**Collected data**
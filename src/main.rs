//! Cosmos-pager demo: seeds an in-memory partitioned collection and pages through
//! a query or its change feed, reporting how many requests each read took.

use clap::Parser;
use serde_json::json;
use std::sync::Arc;
use tracing::Level;
use tracing_subscriber::FmtSubscriber;

use cosmos_pager::{
    Args, ChangeFeedOptions, ClientConfig, CountingExecutor, DirectExecutor, Emulator, FeedClient,
    QueryMetrics, QueryOptions, RetryingExecutor,
};

#[tokio::main]
async fn main() -> Result<(), Box<dyn std::error::Error + Send + Sync>> {
    // Parse command-line arguments
    let args = Args::parse();

    // Set up logging
    let log_level = if args.debug {
        Level::DEBUG
    } else if args.silent {
        Level::ERROR
    } else {
        Level::INFO
    };

    let subscriber = FmtSubscriber::builder()
        .with_max_level(log_level)
        .with_target(false)
        .with_thread_ids(false)
        .with_file(false)
        .with_line_number(false)
        .compact()
        .finish();

    tracing::subscriber::set_global_default(subscriber)
        .expect("Failed to set tracing subscriber");

    let config = ClientConfig::from(&args);

    // Seed the collection
    let emulator = Arc::new(Emulator::new());
    let link = emulator.create_collection("demo", "items", "/pk", args.ranges)?;
    let partition_keys = args.partition_keys.max(1);
    for i in 0..args.documents {
        let document = json!({
            "id": format!("item-{}", i),
            "pk": format!("pk-{}", i % partition_keys),
            "n": i,
        });
        if let Some(document) = document.as_object() {
            emulator.create_item(&link, document.clone())?;
        }
    }

    // Count every attempt the retry layer makes
    let counter = CountingExecutor::new(DirectExecutor);
    let calls = counter.counter();
    let executor = RetryingExecutor::with_inner(config.retry.clone(), counter);
    let client = FeedClient::builder(emulator.clone())
        .config(config)
        .executor(Arc::new(executor))
        .build();

    println!(
        "\nCollection {} with {} ranges and {} documents\n",
        link, args.ranges, args.documents
    );

    let mut block_number = 0;
    if args.change_feed {
        let options = ChangeFeedOptions::new()
            .start_from_beginning(true)
            .max_item_count(args.max_item_count);
        let mut feed = client.query_items_change_feed(&link.to_string(), options)?;
        loop {
            let block = feed.fetch_next_block().await?;
            if block.is_empty() {
                break;
            }
            block_number += 1;
            let etag = feed
                .response_headers()
                .and_then(|h| h.etag())
                .unwrap_or_default()
                .to_string();
            println!("block {}: {} changes, etag {}", block_number, block.len(), etag);
        }
        println!("\ncontinuation: {}", feed.continuation()?.unwrap_or_default());
    } else {
        let options = QueryOptions::new()
            .enable_cross_partition_query(true)
            .max_item_count(args.max_item_count)
            .populate_query_metrics(args.metrics);
        let mut query = client.query_items(&link.to_string(), args.query.clone(), options)?;
        loop {
            let block = query.fetch_next_block().await?;
            if block.is_empty() {
                break;
            }
            block_number += 1;
            let ids: Vec<&str> = block
                .iter()
                .filter_map(|d| d.get("id").and_then(|v| v.as_str()))
                .collect();
            println!("block {}: {}", block_number, ids.join(", "));
            if let Some(raw) = query.response_headers().and_then(|h| h.query_metrics()) {
                for (name, value) in QueryMetrics::parse(raw)?.iter() {
                    println!("  {}: {}", name, value);
                }
            }
        }
        println!("\nrequest charge: {:.2}", query.total_request_charge());
    }

    println!(
        "requests: {}",
        calls.load(std::sync::atomic::Ordering::SeqCst)
    );
    Ok(())
}
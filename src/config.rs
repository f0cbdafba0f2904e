//! Client and demo configuration.

use clap::Parser;
use std::time::Duration;

/// Default page size hint when a request does not set `max_item_count`.
pub const DEFAULT_MAX_ITEM_COUNT: u32 = 100;

/// Default number of attempts (original plus retries) for transient failures.
pub const DEFAULT_MAX_ATTEMPTS: u32 = 9;

/// Default upper bound on concurrent per-range requests during fan-out.
pub const DEFAULT_MAX_CONCURRENT_REQUESTS: usize = 8;

/// Retry policy for transient request failures.
#[derive(Debug, Clone, PartialEq, Eq)]
pub struct RetryPolicy {
    /// Total attempts, including the original one.
    pub max_attempts: u32,
    /// Backoff before the first retry; doubled on each later retry.
    pub base_delay: Duration,
    /// Cap applied to each computed backoff.
    pub max_delay: Duration,
}

impl Default for RetryPolicy {
    fn default() -> Self {
        Self {
            max_attempts: DEFAULT_MAX_ATTEMPTS,
            base_delay: Duration::from_millis(50),
            max_delay: Duration::from_secs(5),
        }
    }
}

impl RetryPolicy {
    /// A policy that retries immediately, used by tests and the emulator demo.
    pub fn immediate(max_attempts: u32) -> Self {
        Self {
            max_attempts,
            base_delay: Duration::ZERO,
            max_delay: Duration::ZERO,
        }
    }

    /// Returns the exponential backoff for the given retry number (1-based).
    pub fn backoff(&self, retry: u32) -> Duration {
        let shift = retry.saturating_sub(1).min(16);
        self.base_delay
            .saturating_mul(1u32 << shift)
            .min(self.max_delay)
    }
}

/// Client configuration.
#[derive(Debug, Clone)]
pub struct ClientConfig {
    /// Page size hint used when options leave `max_item_count` unset.
    pub default_max_item_count: u32,
    /// Retry policy applied by the default executor.
    pub retry: RetryPolicy,
    /// Maximum per-range requests in flight during one fan-out.
    pub max_concurrent_requests: usize,
}

impl Default for ClientConfig {
    fn default() -> Self {
        Self {
            default_max_item_count: DEFAULT_MAX_ITEM_COUNT,
            retry: RetryPolicy::default(),
            max_concurrent_requests: DEFAULT_MAX_CONCURRENT_REQUESTS,
        }
    }
}

/// Command-line arguments for the demo binary.
#[derive(Parser, Debug, Clone)]
#[command(name = "cosmos-pager")]
#[command(about = "Runs a paged query or change feed read against an in-memory partitioned collection")]
#[command(version)]
pub struct Args {
    /// Number of partition key ranges in the collection.
    #[arg(long, default_value_t = 5)]
    pub ranges: u32,

    /// Number of documents to seed.
    #[arg(long, default_value_t = 10)]
    pub documents: u32,

    /// Number of distinct partition key values used when seeding.
    #[arg(long, default_value_t = 1)]
    pub partition_keys: u32,

    /// Page size hint.
    #[arg(long, short = 'n', default_value_t = DEFAULT_MAX_ITEM_COUNT)]
    pub max_item_count: u32,

    /// Query text to execute.
    #[arg(long, short = 'q', default_value = "SELECT * FROM c ORDER BY c._ts")]
    pub query: String,

    /// Read the change feed from the beginning instead of running a query.
    #[arg(long)]
    pub change_feed: bool,

    /// Request query metrics on every response.
    #[arg(long)]
    pub metrics: bool,

    /// Total attempts per request for transient failures.
    #[arg(long, default_value_t = DEFAULT_MAX_ATTEMPTS)]
    pub max_attempts: u32,

    /// Enable debug logging.
    #[arg(long, short = 'd')]
    pub debug: bool,

    /// Enable silent mode (minimal logging).
    #[arg(long, short = 's')]
    pub silent: bool,
}

impl From<&Args> for ClientConfig {
    fn from(args: &Args) -> Self {
        Self {
            default_max_item_count: args.max_item_count.max(1),
            retry: RetryPolicy {
                max_attempts: args.max_attempts.max(1),
                ..RetryPolicy::default()
            },
            ..ClientConfig::default()
        }
    }
}

#[cfg(test)]
mod tests {
    use super::*;

    #[test]
    fn test_backoff_doubles_and_caps() {
        let policy = RetryPolicy {
            max_attempts: 5,
            base_delay: Duration::from_millis(100),
            max_delay: Duration::from_millis(350),
        };
        assert_eq!(policy.backoff(1), Duration::from_millis(100));
        assert_eq!(policy.backoff(2), Duration::from_millis(200));
        assert_eq!(policy.backoff(3), Duration::from_millis(350));
    }

    #[test]
    fn test_config_from_args() {
        let args = Args::parse_from(["cosmos-pager", "-n", "0", "--max-attempts", "3"]);
        let config = ClientConfig::from(&args);
        assert_eq!(config.default_max_item_count, 1);
        assert_eq!(config.retry.max_attempts, 3);
    }
}
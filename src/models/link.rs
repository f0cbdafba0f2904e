//! Collection resource links.

use percent_encoding::percent_decode_str;
use std::fmt;

use crate::error::{ErrorCode, QueryError, QueryResult};

/// A normalized `dbs/{db}/colls/{collection}` link.
#[derive(Debug, Clone, PartialEq, Eq, Hash)]
pub struct CollectionLink {
    database: String,
    collection: String,
}

impl CollectionLink {
    pub fn new(database: impl Into<String>, collection: impl Into<String>) -> Self {
        Self {
            database: database.into(),
            collection: collection.into(),
        }
    }

    /// Parses a link, trimming leading and trailing slashes and percent-decoding segments.
    pub fn parse(link: &str) -> QueryResult<Self> {
        let trimmed = link.trim().trim_matches('/');
        let segments: Vec<&str> = trimmed.split('/').collect();
        match segments.as_slice() {
            ["dbs", db, "colls", coll] if !db.is_empty() && !coll.is_empty() => {
                Ok(Self::new(decode_segment(db)?, decode_segment(coll)?))
            }
            _ => Err(QueryError::with_message(
                ErrorCode::InvalidCollectionLink,
                format!("'{}' is not a collection link of the form dbs/{{db}}/colls/{{coll}}", link),
            )),
        }
    }

    pub fn database(&self) -> &str {
        &self.database
    }

    pub fn collection(&self) -> &str {
        &self.collection
    }
}

impl fmt::Display for CollectionLink {
    fn fmt(&self, f: &mut fmt::Formatter<'_>) -> fmt::Result {
        write!(f, "dbs/{}/colls/{}", self.database, self.collection)
    }
}

fn decode_segment(segment: &str) -> QueryResult<String> {
    percent_decode_str(segment)
        .decode_utf8()
        .map(|s| s.into_owned())
        .map_err(|_| {
            QueryError::with_message(
                ErrorCode::InvalidCollectionLink,
                format!("link segment '{}' is not valid UTF-8", segment),
            )
        })
}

**WORK ITEM**
In the records above, find the line with "use tracing::Level;"; write out exactly that line and each one after it, stopping after the line with "Parse command-line arguments".

**ANSWER BELOW**
use tracing::Level;
use tracing_subscriber::FmtSubscriber;

use cosmos_pager::{
    Args, ChangeFeedOptions, ClientConfig, CountingExecutor, DirectExecutor, Emulator, FeedClient,
    QueryMetrics, QueryOptions, RetryingExecutor,
};

#[tokio::main]
async fn main() -> Result<(), Box<dyn std::error::Error + Send + Sync>> {
    // Parse command-line arguments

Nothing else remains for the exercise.